AVAILABLE DATA:

"""

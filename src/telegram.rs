//! Telegram Bot API notification client

use std::sync::Arc;

use async_trait::async_trait;
use serde::Deserialize;

use crate::config::Config;
use crate::error::WatcherError;
use crate::io::HttpClient;
use crate::notifier::Notifier;

const TELEGRAM_API_URL: &str = "https://api.telegram.org";

/// Telegram Bot API response envelope
#[derive(Debug, Deserialize)]
struct SendMessageResponse {
    ok: bool,
    description: Option<String>,
}

/// Telegram message sender
pub struct TelegramNotifier {
    send_message_url: String,
    chat_id: String,
    http: Arc<dyn HttpClient>,
}

impl std::fmt::Debug for TelegramNotifier {
    // send_message_url embeds the bot token
    fn fmt(&self, f: &mut std::fmt::Formatter<'_>) -> std::fmt::Result {
        f.debug_struct("TelegramNotifier")
            .field("chat_id", &self.chat_id)
            .finish()
    }
}

impl TelegramNotifier {
    pub fn new(config: &Config, http: Arc<dyn HttpClient>) -> Self {
        let send_message_url = format!(
            "{}/bot{}/sendMessage",
            TELEGRAM_API_URL, config.telegram_token
        );

        tracing::debug!("Created TelegramNotifier for chat {}", config.telegram_chat_id);

        Self {
            send_message_url,
            chat_id: config.telegram_chat_id.clone(),
            http,
        }
    }
}

#[async_trait]
impl Notifier for TelegramNotifier {
    fn type_name(&self) -> &str {
        "telegram"
    }

    async fn notify(&self, text: &str) -> crate::Result<()> {
        let params = [("chat_id", self.chat_id.as_str()), ("text", text)];

        tracing::debug!("Sending Telegram message to chat {}", self.chat_id);
        let response = self.http.post_form(&self.send_message_url, &params).await?;

        if response.status != 200 {
            return Err(WatcherError::Notify(format!(
                "Telegram API returned status {}: {}",
                response.status, response.body
            )));
        }

        // Delivery is fire-and-forget; only the ok flag is consumed.
        if let Ok(parsed) = serde_json::from_str::<SendMessageResponse>(&response.body) {
            if !parsed.ok {
                return Err(WatcherError::Notify(
                    parsed
                        .description
                        .unwrap_or_else(|| "sendMessage rejected".to_string()),
                ));
            }
        }

        tracing::debug!("Telegram message sent successfully");
        Ok(())
    }
}

#[cfg(test)]
mod tests {
    use super::*;
    use crate::io::{HttpResponse, MockHttpClient};

    fn test_config() -> Config {
        Config {
            practicum_token: "practicum-token".to_string(),
            telegram_token: "bot-token".to_string(),
            telegram_chat_id: "12345".to_string(),
            poll_interval: std::time::Duration::from_secs(600),
        }
    }

    #[tokio::test]
    async fn sends_message_with_correct_params() {
        let mut mock = MockHttpClient::new();
        mock.expect_post_form()
            .withf(|url, params| {
                url == "https://api.telegram.org/botbot-token/sendMessage"
                    && params.contains(&("chat_id", "12345"))
                    && params.contains(&("text", "Новый статус"))
            })
            .returning(|_, _| {
                Box::pin(async {
                    Ok(HttpResponse {
                        status: 200,
                        body: r#"{"ok":true,"result":{"message_id":1}}"#.to_string(),
                    })
                })
            });

        let notifier = TelegramNotifier::new(&test_config(), Arc::new(mock));
        notifier.notify("Новый статус").await.unwrap();
    }

    #[tokio::test]
    async fn returns_error_on_non_200() {
        let mut mock = MockHttpClient::new();
        mock.expect_post_form().returning(|_, _| {
            Box::pin(async {
                Ok(HttpResponse {
                    status: 401,
                    body: r#"{"ok":false,"description":"Unauthorized"}"#.to_string(),
                })
            })
        });

        let notifier = TelegramNotifier::new(&test_config(), Arc::new(mock));
        let err = notifier.notify("msg").await.unwrap_err();
        match err {
            WatcherError::Notify(msg) => assert!(msg.contains("401"), "{msg}"),
            other => panic!("expected Notify, got {other:?}"),
        }
    }

    #[tokio::test]
    async fn returns_error_when_api_reports_not_ok() {
        let mut mock = MockHttpClient::new();
        mock.expect_post_form().returning(|_, _| {
            Box::pin(async {
                Ok(HttpResponse {
                    status: 200,
                    body: r#"{"ok":false,"description":"chat not found"}"#.to_string(),
                })
            })
        });

        let notifier = TelegramNotifier::new(&test_config(), Arc::new(mock));
        let err = notifier.notify("msg").await.unwrap_err();
        match err {
            WatcherError::Notify(msg) => assert_eq!(msg, "chat not found"),
            other => panic!("expected Notify, got {other:?}"),
        }
    }

    #[tokio::test]
    async fn transport_error_passes_through() {
        let mut mock = MockHttpClient::new();
        mock.expect_post_form().returning(|_, _| {
            Box::pin(async { Err(WatcherError::Transport("timeout".to_string())) })
        });

        let notifier = TelegramNotifier::new(&test_config(), Arc::new(mock));
        let err = notifier.notify("msg").await.unwrap_err();
        assert!(matches!(err, WatcherError::Transport(_)));
    }

    #[tokio::test]
    async fn type_name_is_telegram() {
        let mock = MockHttpClient::new();
        let notifier = TelegramNotifier::new(&test_config(), Arc::new(mock));
        assert_eq!(notifier.type_name(), "telegram");
    }
}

"""

REQUIRED ACTION:
In the entries above, count each line holding "SendMessageResponse" and report the total and nothing more.

TASK RESULT:
2